▸ Exercise aim:
Lines that contain "commit" are to be copied from the material, every one of them.

▸ Material supplied:
//! Preload scheduling around the frame the user is heading to.
//!
//! Immediate neighbours of the center are dispatched at once. The rest of the
//! window waits in a low-priority queue that is drained only when the owner
//! reports idle time and the loader has free workers, so it never delays
//! input handling or the neighbours of a later scroll position. Without an
//! idle facility the queue is flushed at the start of the next tick instead.

use std::collections::VecDeque;
use std::time::Instant;

use log::{debug, trace};
use serde::Deserialize;

use crate::cache::FrameCache;
use crate::loader::{FrameLoader, LoadRequest};
use crate::sequence::FrameIndex;

/// Distance from the center within which frames load immediately.
pub const PRIORITY_RADIUS: u32 = 2;

/// How low-priority loads get executed.
#[derive(Debug, Clone, Copy, PartialEq, Eq, Default, Deserialize)]
#[serde(rename_all = "lowercase")]
pub enum IdleStrategy {
    /// Dispatch during idle time left over after a tick.
    #[default]
    Idle,
    /// Dispatch everything queued at the start of the next tick.
    Deferred,
}

pub struct PreloadScheduler {
    total_frames: u32,
    batch_size: u32,
    max_cache_size: usize,
    retries: u32,
    strategy: IdleStrategy,
    queue: VecDeque<FrameIndex>,
}

impl PreloadScheduler {
    pub fn new(
        total_frames: u32,
        batch_size: u32,
        max_cache_size: usize,
        retries: u32,
        strategy: IdleStrategy,
    ) -> Self {
        Self {
            total_frames,
            batch_size,
            max_cache_size,
            retries,
            strategy,
            queue: VecDeque::new(),
        }
    }

    /// Inclusive preload window around `center`, clamped to the sequence.
    pub fn window(&self, center: FrameIndex) -> (FrameIndex, FrameIndex) {
        let start = center.saturating_sub(self.batch_size).max(1);
        let end = center
            .saturating_add(self.batch_size)
            .min(self.total_frames);
        (start, end)
    }

    /// Schedule loads for the window around `center`, then evict far frames.
    /// Queued indices left over from an earlier center that fall outside the
    /// new window are dropped; the rest are ordered by distance to `center`.
    pub fn preload(&mut self, center: FrameIndex, cache: &mut FrameCache, loader: &FrameLoader) {
        let (start, end) = self.window(center);
        let window = start..=end;
        let stale = self.queue.len();
        self.queue.retain(|i| window.contains(i));
        let stale = stale - self.queue.len();
        let mut immediate = 0;
        for i in start..=end {
            if i.abs_diff(center) <= PRIORITY_RADIUS {
                if matches!(loader.load(cache, i, self.retries), LoadRequest::Dispatched) {
                    immediate += 1;
                }
            } else if !cache.contains(i) && !cache.is_in_flight(i) && !self.queue.contains(&i) {
                self.queue.push_back(i);
            }
        }
        // Nearest first; ties keep insertion order.
        self.queue
            .make_contiguous()
            .sort_by_key(|i| i.abs_diff(center));
        let evicted = cache.evict(center, self.max_cache_size);
        debug!(
            "preload: center={center} window={start}..={end} immediate={immediate} queued={} dropped={stale} evicted={evicted}",
            self.queue.len()
        );
    }

    pub fn strategy(&self) -> IdleStrategy {
        self.strategy
    }

    pub fn queued(&self) -> usize {
        self.queue.len()
    }

    /// Idle-time facility: dispatch queued loads while `deadline` has not
    /// passed and the loader has a free worker. Returns the number dispatched.
    pub fn run_idle(&mut self, deadline: Instant, cache: &mut FrameCache, loader: &FrameLoader) -> usize {
        let mut dispatched = 0;
        while Instant::now() < deadline && cache.in_flight_count() < loader.capacity() {
            let Some(i) = self.queue.pop_front() else {
                break;
            };
            if matches!(loader.load(cache, i, self.retries), LoadRequest::Dispatched) {
                dispatched += 1;
            }
        }
        if dispatched > 0 {
            trace!("preload: idle dispatched {dispatched}, {} left", self.queue.len());
        }
        dispatched
    }

    /// Deferred-execution fallback: dispatch everything queued.
    pub fn flush_deferred(&mut self, cache: &mut FrameCache, loader: &FrameLoader) -> usize {
        let mut dispatched = 0;
        while let Some(i) = self.queue.pop_front() {
            if matches!(loader.load(cache, i, self.retries), LoadRequest::Dispatched) {
                dispatched += 1;
            }
        }
        dispatched
    }

    pub fn clear(&mut self) {
        self.queue.clear();
    }
}
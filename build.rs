use std::process::Command;

fn main() {
    // Re-run when HEAD changes (new commit, branch switch, etc.)
    println!("cargo:rerun-if-changed=.git/HEAD");
    println!("cargo:rerun-if-changed=.git/refs");

    // Short commit hash for `--version`; empty outside a git checkout
    let hash = Command::new("git")
        .args(["rev-parse", "--short=10", "HEAD"])
        .output()
        .ok()
        .filter(|o| o.status.success())
        .map(|o| String::from_utf8_lossy(&o.stdout).trim().to_string())
        .unwrap_or_default();

    let profile = std::env::var("PROFILE").unwrap_or_default();

    println!("cargo:rustc-env=FRAMESCROLL_BUILD_GIT_HASH={hash}");
    println!("cargo:rustc-env=FRAMESCROLL_BUILD_PROFILE={profile}");
}
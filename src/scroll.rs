//! Scroll geometry → continuous target frame.

use crate::sequence::FrameIndex;

/// Progress at or below which the "scroll to explore" hint stays visible.
pub const HINT_THRESHOLD: f64 = 0.05;

/// Fraction of the tracked region scrolled through, in `[0, 1]`.
///
/// `top` is the region's top edge relative to the viewport (negative once the
/// region has scrolled up). A region no taller than the viewport has nothing
/// to scroll through and always reports 0.
pub fn progress(top: f64, region_height: f64, viewport_height: f64) -> f64 {
    let travel = region_height - viewport_height;
    if travel <= 0.0 || !travel.is_finite() {
        return 0.0;
    }
    (-top / travel).clamp(0.0, 1.0)
}

/// Map progress onto `[1, total_frames]`.
pub fn target_frame(progress: f64, total_frames: u32) -> f64 {
    1.0 + progress * (total_frames.max(1) - 1) as f64
}

/// Virtual scroll position over the tracked region, in logical pixels.
#[derive(Debug, Clone, PartialEq)]
pub struct ScrollRegion {
    offset: f64,
    region_height: f64,
    viewport_height: f64,
}

impl ScrollRegion {
    pub fn new(region_height: f64, viewport_height: f64) -> Self {
        Self {
            offset: 0.0,
            region_height,
            viewport_height,
        }
    }

    /// Scroll distance over which the sequence plays.
    pub fn max_offset(&self) -> f64 {
        (self.region_height - self.viewport_height).max(0.0)
    }

    pub fn offset(&self) -> f64 {
        self.offset
    }

    /// Region top relative to the viewport.
    pub fn top(&self) -> f64 {
        -self.offset
    }

    pub fn region_height(&self) -> f64 {
        self.region_height
    }

    pub fn viewport_height(&self) -> f64 {
        self.viewport_height
    }

    pub fn set_offset(&mut self, offset: f64) {
        self.offset = offset.clamp(0.0, self.max_offset());
    }

    pub fn scroll_by(&mut self, delta: f64) {
        self.set_offset(self.offset + delta);
    }

    /// Jump to the end of the region (the "skip" control).
    pub fn jump_to_end(&mut self) {
        self.offset = self.max_offset();
    }

    /// New geometry; the offset keeps its relative position.
    pub fn resize(&mut self, region_height: f64, viewport_height: f64) {
        let p = self.progress();
        self.region_height = region_height;
        self.viewport_height = viewport_height;
        self.offset = p * self.max_offset();
    }

    pub fn progress(&self) -> f64 {
        progress(self.top(), self.region_height, self.viewport_height)
    }

    /// Offset at which the target frame equals `frame`.
    pub fn offset_for_frame(&self, frame: FrameIndex, total_frames: u32) -> f64 {
        if total_frames <= 1 {
            return 0.0;
        }
        let p = (frame.clamp(1, total_frames) - 1) as f64 / (total_frames - 1) as f64;
        p * self.max_offset()
    }
}
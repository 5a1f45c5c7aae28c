//! Terminal I/O layer: raw mode, Kitty Graphics Protocol, overlay text,
//! status bar.

use base64::{Engine as _, engine::general_purpose::STANDARD as BASE64};
use crossterm::{
    ExecutableCommand, QueueableCommand, cursor, event,
    style::{self, Stylize},
    terminal,
};
use std::io::{self, Write, stdout};

use super::state::Layout;
use crate::scene::Scene;

const CHUNK_SIZE: usize = 4096;
const CANVAS_IMAGE_ID: u32 = 1;

// ---------------------------------------------------------------------------
// RawGuard: restores raw mode / alternate screen / mouse / images on Drop
// ---------------------------------------------------------------------------

pub(super) struct RawGuard {
    cleaned: bool,
}

impl RawGuard {
    pub(super) fn enter() -> io::Result<Self> {
        terminal::enable_raw_mode()?;
        let mut out = stdout();
        out.execute(terminal::EnterAlternateScreen)?;
        out.execute(event::EnableMouseCapture)?;
        out.execute(cursor::Hide)?;
        Ok(Self { cleaned: false })
    }

    pub(super) fn cleanup(&mut self) {
        if self.cleaned {
            return;
        }
        self.cleaned = true;
        let mut out = stdout();
        let _ = write!(out, "\x1b_Ga=d,d=A,q=2\x1b\\");
        let _ = out.execute(event::DisableMouseCapture);
        let _ = out.execute(cursor::Show);
        let _ = out.execute(terminal::LeaveAlternateScreen);
        let _ = terminal::disable_raw_mode();
    }
}

impl Drop for RawGuard {
    fn drop(&mut self) {
        self.cleanup();
    }
}

// ---------------------------------------------------------------------------
// Kitty protocol helpers
// ---------------------------------------------------------------------------

/// Transmit and place the canvas PNG at the top-left, scaled to the canvas
/// area. Re-using one image id replaces the previous frame in place.
pub(super) fn present_canvas(png_data: &[u8], layout: &Layout) -> io::Result<()> {
    let encoded = BASE64.encode(png_data);
    let chunks: Vec<&[u8]> = encoded.as_bytes().chunks(CHUNK_SIZE).collect();
    let (cols, rows) = (layout.cols, layout.image_rows);

    let mut out = stdout();
    out.queue(cursor::MoveTo(0, 0))?;
    for (i, chunk) in chunks.iter().enumerate() {
        let m = if i + 1 == chunks.len() { 0 } else { 1 };
        if i == 0 {
            write!(
                out,
                "\x1b_Ga=T,f=100,i={CANVAS_IMAGE_ID},p=1,c={cols},r={rows},C=1,q=2,m={m};"
            )?;
        } else {
            write!(out, "\x1b_Gm={m},q=2;")?;
        }
        out.write_all(chunk)?;
        write!(out, "\x1b\\")?;
    }
    out.flush()
}

/// Delete all images and their data.
pub(super) fn delete_all_images() -> io::Result<()> {
    let mut out = stdout();
    write!(out, "\x1b_Ga=d,d=A,q=2\x1b\\")?;
    out.flush()
}

pub(super) fn clear_screen() -> io::Result<()> {
    let mut out = stdout();
    out.queue(terminal::Clear(terminal::ClearType::All))?;
    out.flush()
}

// ---------------------------------------------------------------------------
// Text rows
// ---------------------------------------------------------------------------

/// Truncate to `width` characters and pad with spaces.
fn fit(text: &str, width: usize) -> String {
    let truncated: String = text.chars().take(width).collect();
    format!("{truncated:<width$}")
}

/// Overlay lines for a scene: title, subtitle, description, then the
/// micro caption or call-to-action.
fn overlay_lines(scene: Option<&Scene>) -> Vec<String> {
    let Some(scene) = scene else {
        return Vec::new();
    };
    let mut lines = vec![
        format!("{} · {}", scene.title, scene.subtitle),
        scene.description.clone(),
    ];
    if let Some(micro) = &scene.micro {
        lines.push(micro.clone());
    }
    if let Some(cta) = &scene.cta {
        lines.push(format!("[ {cta} ]"));
    }
    lines
}

/// Redraw the overlay rows for `scene` (blank when between scenes).
pub(super) fn draw_scene_overlay(layout: &Layout, scene: Option<&Scene>) -> io::Result<()> {
    let width = layout.cols as usize;
    let lines = overlay_lines(scene);
    let mut out = stdout();
    for row in 0..layout.overlay_rows {
        out.queue(cursor::MoveTo(0, layout.overlay_row + row))?;
        let text = fit(lines.get(row as usize).map_or("", String::as_str), width);
        if row == 0 {
            write!(out, "{}", text.bold())?;
        } else {
            write!(out, "{text}")?;
        }
    }
    out.queue(style::ResetColor)?;
    out.flush()
}

/// Values shown in the status bar.
pub(super) struct Status {
    pub frame: u32,
    pub total: u32,
    pub progress: f64,
    pub cached: usize,
    pub in_flight: usize,
    pub loading: Option<char>,
    pub hint: bool,
    pub count: Option<u32>,
}

pub(super) fn status_text(s: &Status) -> String {
    let mut text = format!(
        " frame {}/{}  {:>3.0}%  cache {} (+{})",
        s.frame,
        s.total,
        s.progress * 100.0,
        s.cached,
        s.in_flight
    );
    if let Some(spin) = s.loading {
        text.push_str(&format!("  {spin} loading"));
    } else if s.hint {
        text.push_str("  scroll ↓");
    }
    match s.count {
        Some(n) => text.push_str(&format!("  :{n}_")),
        None => text.push_str("  [j/k d/u g Ng G/s:skip q:quit]"),
    }
    text
}

/// Draw the status bar on the last terminal row.
pub(super) fn draw_status_bar(layout: &Layout, text: &str) -> io::Result<()> {
    let mut out = stdout();
    out.queue(cursor::MoveTo(0, layout.status_row))?;
    let padded = fit(text, layout.cols as usize);
    write!(out, "{}", padded.on_dark_grey().white())?;
    out.queue(style::ResetColor)?;
    out.flush()
}

pub(super) fn check_tty() -> anyhow::Result<()> {
    use std::io::IsTerminal;
    // Only stdout matters. crossterm's `use-dev-tty` reads keyboard from /dev/tty.
    if !io::stdout().is_terminal() {
        anyhow::bail!(
            "framescroll viewer requires an interactive terminal.\n\
             \n\
             Supported terminals: Kitty, Ghostty, WezTerm\n\
             To render a frame to a file, use: framescroll render --progress 0.5 -o frame.png"
        );
    }
    Ok(())
}

#[cfg(test)]
mod tests {
    use super::*;
    use crate::scene::default_scenes;

    #[test]
    fn fit_truncates_and_pads() {
        assert_eq!(fit("abcdef", 3), "abc");
        assert_eq!(fit("ab", 4), "ab  ");
        assert_eq!(fit("äöü", 2), "äö");
    }

    #[test]
    fn overlay_lines_include_cta_only_when_present() {
        let scenes = default_scenes();
        let first = overlay_lines(scenes.first());
        assert_eq!(first.len(), 3);
        assert!(first[0].starts_with("Dormant Rubab"));

        let research = scenes.iter().find(|s| s.has_cta());
        let lines = overlay_lines(research);
        assert_eq!(lines.last().map(String::as_str), Some("[ Explore Research ]"));

        assert!(overlay_lines(None).is_empty());
    }

    #[test]
    fn status_shows_loading_before_hint() {
        let mut s = Status {
            frame: 1,
            total: 192,
            progress: 0.0,
            cached: 3,
            in_flight: 12,
            loading: Some('|'),
            hint: true,
            count: None,
        };
        let text = status_text(&s);
        assert!(text.contains("frame 1/192"));
        assert!(text.contains("loading"));
        assert!(!text.contains("scroll"));

        s.loading = None;
        s.count = Some(42);
        let text = status_text(&s);
        assert!(text.contains("scroll ↓"));
        assert!(text.contains(":42_"));
    }
}
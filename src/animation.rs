//! Per-tick interpolation of the displayed frame toward the scroll target.
//!
//! State machine:
//!
//! ```text
//! Idle ──target moves──▶ Animating ──|delta| <= epsilon──▶ Converged
//!                            ▲                                 │
//!                            └────────target moves─────────────┘
//! any ──cancel()──▶ Cancelled (terminal, ticks are no-ops)
//! ```

use log::debug;

use crate::cache::FrameCache;
use crate::sequence::FrameIndex;

/// Smoothed playback position.
#[derive(Debug, Clone, PartialEq)]
pub struct AnimationState {
    /// Smoothed position, continuous.
    pub current: f64,
    /// Authoritative desired position, continuous.
    pub target: f64,
    /// Last frame actually drawn.
    pub last_rendered: Option<FrameIndex>,
}

impl Default for AnimationState {
    fn default() -> Self {
        Self {
            current: 1.0,
            target: 1.0,
            last_rendered: None,
        }
    }
}

impl AnimationState {
    /// Frame to look up for the current position.
    pub fn display_frame(&self) -> FrameIndex {
        self.current.round().max(0.0) as FrameIndex
    }

    /// Jump straight to the target, skipping the smoothing.
    pub fn snap_to_target(&mut self) {
        self.current = self.target;
    }
}

/// All mutable engine state, owned by whoever mounts the player and lent to
/// the scheduler, the interpolation loop and the renderer.
#[derive(Default)]
pub struct SequenceState {
    pub animation: AnimationState,
    pub cache: FrameCache,
}

#[derive(Debug, Clone, Copy, PartialEq, Eq)]
pub enum LoopPhase {
    Idle,
    Animating,
    Converged,
    Cancelled,
}

pub struct InterpolationLoop {
    damping: f64,
    epsilon: f64,
    phase: LoopPhase,
}

impl InterpolationLoop {
    /// `damping` is the fraction of the remaining distance covered per tick,
    /// in `(0, 1)`; `epsilon` the distance below which the loop is converged.
    pub fn new(damping: f64, epsilon: f64) -> Self {
        Self {
            damping,
            epsilon,
            phase: LoopPhase::Idle,
        }
    }

    pub fn phase(&self) -> LoopPhase {
        self.phase
    }

    pub fn is_cancelled(&self) -> bool {
        self.phase == LoopPhase::Cancelled
    }

    /// Advance one tick. Returns the frame to render, or `None` when the
    /// loop is converged (or cancelled) and nothing should be drawn.
    pub fn tick(&mut self, state: &mut AnimationState) -> Option<FrameIndex> {
        if self.is_cancelled() {
            return None;
        }
        let delta = state.target - state.current;
        if delta.abs() <= self.epsilon {
            if self.phase == LoopPhase::Animating {
                debug!("interpolation: converged at {:.3}", state.current);
                self.phase = LoopPhase::Converged;
            }
            return None;
        }
        self.phase = LoopPhase::Animating;
        state.current += delta * self.damping;
        Some(state.display_frame())
    }

    /// Stop the loop for good. Safe to call more than once.
    pub fn cancel(&mut self) {
        if self.phase != LoopPhase::Cancelled {
            debug!("interpolation: cancelled");
            self.phase = LoopPhase::Cancelled;
        }
    }
}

▸ Result for this exercise:
    // Re-run when HEAD changes (new commit, branch switch, etc.)
    // Short commit hash for `--version`; empty outside a git checkout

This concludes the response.